Aitken explained that the Top 15 Big Pharma companies are currently underrepresented in the emerging markets. He expects, however, that this will change over the next decade.

Baby Steps
In recent years, companies such as Sanofi Aventis and GSK have formed partnerships with countries such as Brazil, Mexico, and South Africa as a means to accessing those markets. Some companies are also considering locating and/or expanding R&D and manufacturing centers in emerging markets to help drive sales of drugs locally.

“That said, [each market] has its own risks and issues, as every emerging market does. Therefore, companies must be judicious in terms of how they think of their investments and business models, and portfolios that can fit to those markets,” Aitken said.

To compete in emerging markets, there also needs to be a paradigm shift in how pharma companies earn money. Those expecting the same high profits they arn in established markers might be in for a surprise.

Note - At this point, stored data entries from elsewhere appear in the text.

//! Symptom rule table loaded once at startup.
//!
//! The table is the sole source of follow-up questions: an ordered sequence
//! of rules, one per symptom, each mapping section names to ordered question
//! lists. Section order inside a rule follows the rule-file document order,
//! which is why the mapping is deserialized through a custom visitor instead
//! of a plain `HashMap`. The table is validated here and immutable
//! afterwards; a malformed rule file is a startup-fatal condition.

use std::collections::HashMap;
use std::fmt;
use std::path::Path;

use serde::de::{MapAccess, Visitor};
use serde::{Deserialize, Deserializer};

use crate::error::RuleTableError;

/// One named section of follow-up questions within a rule.
#[derive(Debug, Clone, PartialEq, Eq)]
pub struct RuleSection {
    /// Stable section identifier, e.g. "Cardiac History".
    pub name: String,
    /// Questions in presentation order.
    pub questions: Vec<String>,
}

/// A single symptom rule: the symptom key plus its question sections.
#[derive(Debug, Clone, Deserialize)]
pub struct SymptomRule {
    /// Case-sensitive symptom key, e.g. "Chest Pain".
    pub symptom: String,
    /// Sections in rule-file document order.
    #[serde(rename = "follow_up_questions", deserialize_with = "ordered_sections")]
    pub sections: Vec<RuleSection>,
}

fn ordered_sections<'de, D>(deserializer: D) -> Result<Vec<RuleSection>, D::Error>
where
    D: Deserializer<'de>,
{
    struct SectionVisitor;

    impl<'de> Visitor<'de> for SectionVisitor {
        type Value = Vec<RuleSection>;

        fn expecting(&self, formatter: &mut fmt::Formatter) -> fmt::Result {
            formatter.write_str("a map of section name to question list")
        }

        fn visit_map<A>(self, mut access: A) -> Result<Self::Value, A::Error>
        where
            A: MapAccess<'de>,
        {
            let mut sections = Vec::with_capacity(access.size_hint().unwrap_or(0));
            while let Some((name, questions)) = access.next_entry::<String, Vec<String>>()? {
                sections.push(RuleSection { name, questions });
            }
            Ok(sections)
        }
    }

    deserializer.deserialize_map(SectionVisitor)
}

/// The immutable rule table. Shared by reference across all sessions.
#[derive(Debug)]
pub struct RuleTable {
    rules: Vec<SymptomRule>,
    /// Symptom key → position in `rules`, for O(1) lookup.
    index: HashMap<String, usize>,
}

impl RuleTable {
    /// Reads and validates a rule file.
    pub fn load(path: impl AsRef<Path>) -> Result<Self, RuleTableError> {
        let raw = std::fs::read_to_string(path)?;
        Self::from_json(&raw)
    }

    /// Parses and validates rules from a JSON string.
    pub fn from_json(raw: &str) -> Result<Self, RuleTableError> {
        let rules: Vec<SymptomRule> = serde_json::from_str(raw)?;
        Self::from_rules(rules)
    }

    /// Validates an already-parsed rule sequence and builds the lookup index.
    pub fn from_rules(rules: Vec<SymptomRule>) -> Result<Self, RuleTableError> {
        let mut index = HashMap::with_capacity(rules.len());
        for (pos, rule) in rules.iter().enumerate() {
            if rule.symptom.trim().is_empty() {
                return Err(RuleTableError::Invalid {
                    symptom: rule.symptom.clone(),
                    message: "symptom key must not be empty".into(),
                });
            }
            for section in &rule.sections {
                if section.name.trim().is_empty() {
                    return Err(RuleTableError::Invalid {
                        symptom: rule.symptom.clone(),
                        message: "section name must not be empty".into(),
                    });
                }
                if section.questions.iter().any(|q| q.trim().is_empty()) {
                    return Err(RuleTableError::Invalid {
                        symptom: rule.symptom.clone(),
                        message: format!("section {:?} contains an empty question", section.name),
                    });
                }
            }
            if index.insert(rule.symptom.clone(), pos).is_some() {
                return Err(RuleTableError::Invalid {
                    symptom: rule.symptom.clone(),
                    message: "duplicate symptom key".into(),
                });
            }
        }
        Ok(Self { rules, index })
    }

    /// Case-sensitive exact-match lookup.
    pub fn lookup(&self, symptom: &str) -> Option<&SymptomRule> {
        self.index.get(symptom).map(|&pos| &self.rules[pos])
    }

    /// All symptom keys in rule-file order, for the selection catalog.
    pub fn symptom_names(&self) -> Vec<String> {
        self.rules.iter().map(|r| r.symptom.clone()).collect()
    }

    pub fn len(&self) -> usize {
        self.rules.len()
    }

    pub fn is_empty(&self) -> bool {
        self.rules.is_empty()
    }
}

#[cfg(test)]
mod tests {
    use super::*;

    const SAMPLE: &str = r#"[
        {
            "symptom": "Chest Pain",
            "follow_up_questions": {
                "Cardiac History": ["Pain duration?", "Pain triggers?"],
                "Lifestyle": ["Do you smoke?"]
            }
        },
        {
            "symptom": "Headache",
            "follow_up_questions": {
                "Neurological": ["Where is the pain located?"]
            }
        }
    ]"#;

    #[test]
    fn parses_rules_in_document_order() {
        let table = RuleTable::from_json(SAMPLE).unwrap();
        assert_eq!(table.symptom_names(), vec!["Chest Pain", "Headache"]);
        assert_eq!(table.len(), 2);
    }

    #[test]
    fn preserves_section_order_within_a_rule() {
        let table = RuleTable::from_json(SAMPLE).unwrap();
        let rule = table.lookup("Chest Pain").unwrap();
        let names: Vec<&str> = rule.sections.iter().map(|s| s.name.as_str()).collect();
        assert_eq!(names, vec!["Cardiac History", "Lifestyle"]);
        assert_eq!(
            rule.sections[0].questions,
            vec!["Pain duration?", "Pain triggers?"]
        );
    }

    #[test]
    fn lookup_is_case_sensitive_exact_match() {
        let table = RuleTable::from_json(SAMPLE).unwrap();
        assert!(table.lookup("Chest Pain").is_some());
        assert!(table.lookup("chest pain").is_none());
        assert!(table.lookup("Back Pain").is_none());
    }

    #[test]
    fn rejects_duplicate_symptom_key() {
        let raw = r#"[
            {"symptom": "Fever", "follow_up_questions": {"General": ["How high?"]}},
            {"symptom": "Fever", "follow_up_questions": {"General": ["How long?"]}}
        ]"#;
        let err = RuleTable::from_json(raw).unwrap_err();
        assert!(matches!(err, RuleTableError::Invalid { .. }));
        assert!(err.to_string().contains("duplicate"));
    }

    #[test]
    fn rejects_empty_symptom_key() {
        let raw = r#"[{"symptom": "  ", "follow_up_questions": {}}]"#;
        assert!(matches!(
            RuleTable::from_json(raw),
            Err(RuleTableError::Invalid { .. })
        ));
    }

    #[test]
    fn rejects_empty_question_text() {
        let raw = r#"[
            {"symptom": "Fever", "follow_up_questions": {"General": ["How high?", ""]}}
        ]"#;
        let err = RuleTable::from_json(raw).unwrap_err();
        assert!(err.to_string().contains("empty question"));
    }

    #[test]
    fn rejects_empty_section_name() {
        let raw = r#"[
            {"symptom": "Fever", "follow_up_questions": {"": ["How high?"]}}
        ]"#;
        assert!(matches!(
            RuleTable::from_json(raw),
            Err(RuleTableError::Invalid { .. })
        ));
    }

    #[test]
    fn rejects_malformed_json() {
        assert!(matches!(
            RuleTable::from_json("{not json"),
            Err(RuleTableError::Parse(_))
        ));
        // An object where a sequence is expected is a parse error too
        assert!(matches!(
            RuleTable::from_json(r#"{"symptom": "Fever"}"#),
            Err(RuleTableError::Parse(_))
        ));
    }

    #[test]
    fn load_reads_a_rule_file_from_disk() {
        let dir = tempfile::tempdir().unwrap();
        let path = dir.path().join("rules.json");
        std::fs::write(&path, SAMPLE).unwrap();

        let table = RuleTable::load(&path).unwrap();
        assert_eq!(table.len(), 2);
    }

    #[test]
    fn load_reports_missing_file_as_io_error() {
        let err = RuleTable::load("/nonexistent/rules.json").unwrap_err();
        assert!(matches!(err, RuleTableError::Io(_)));
    }

    #[test]
    fn shipped_rule_file_is_valid() {
        let path = concat!(env!("CARGO_MANIFEST_DIR"), "/data/symptom-rules.json");
        let table = RuleTable::load(path).unwrap();
        assert!(!table.is_empty());
        assert!(table.lookup("Chest Pain").is_some());
        assert!(table.lookup("Shortness of Breath").is_some());
    }
}
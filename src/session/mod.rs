//! Intake session flow — state machine, registry, manager, and REST routes.
//!
//! A session walks a patient through four steps: greeting, contact details,
//! symptom selection, and follow-up questions. The flow is strictly linear
//! and ends with a committed intake record.

pub mod manager;
pub mod model;
pub mod prompts;
pub mod registry;
pub mod routes;
pub mod state;

pub use manager::IntakeManager;
pub use model::{IntakeRecord, IntakeSession, PatientDetails, ResponseEntry};
pub use registry::{SessionRegistry, spawn_sweep_task};
pub use routes::{ApiState, intake_routes};
pub use state::IntakeStep;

“Tapping into these markets requires a ‘rethink’ in how you define your business model and your product portfolio to be profitable,” Aitken said. “For example, companies that are building their branded generics business realize that the way you run a branded generics business is quite different from how you run an innovation-based business; and how you run a branded generics business is an emerging market is different from how you run it in Western Europe.”

IMS Health has been tracking data on emerging markets for years; going as far as coining the catchphrase “Pharmerging Markets” to represent countries where the economy has gross domestic product growth levels below $25,000 per capita.

Of the original seven emerging markets, South Korea has graduated to becoming considered a developed market, and IMS has added 11 additional countries to the “emerging” list.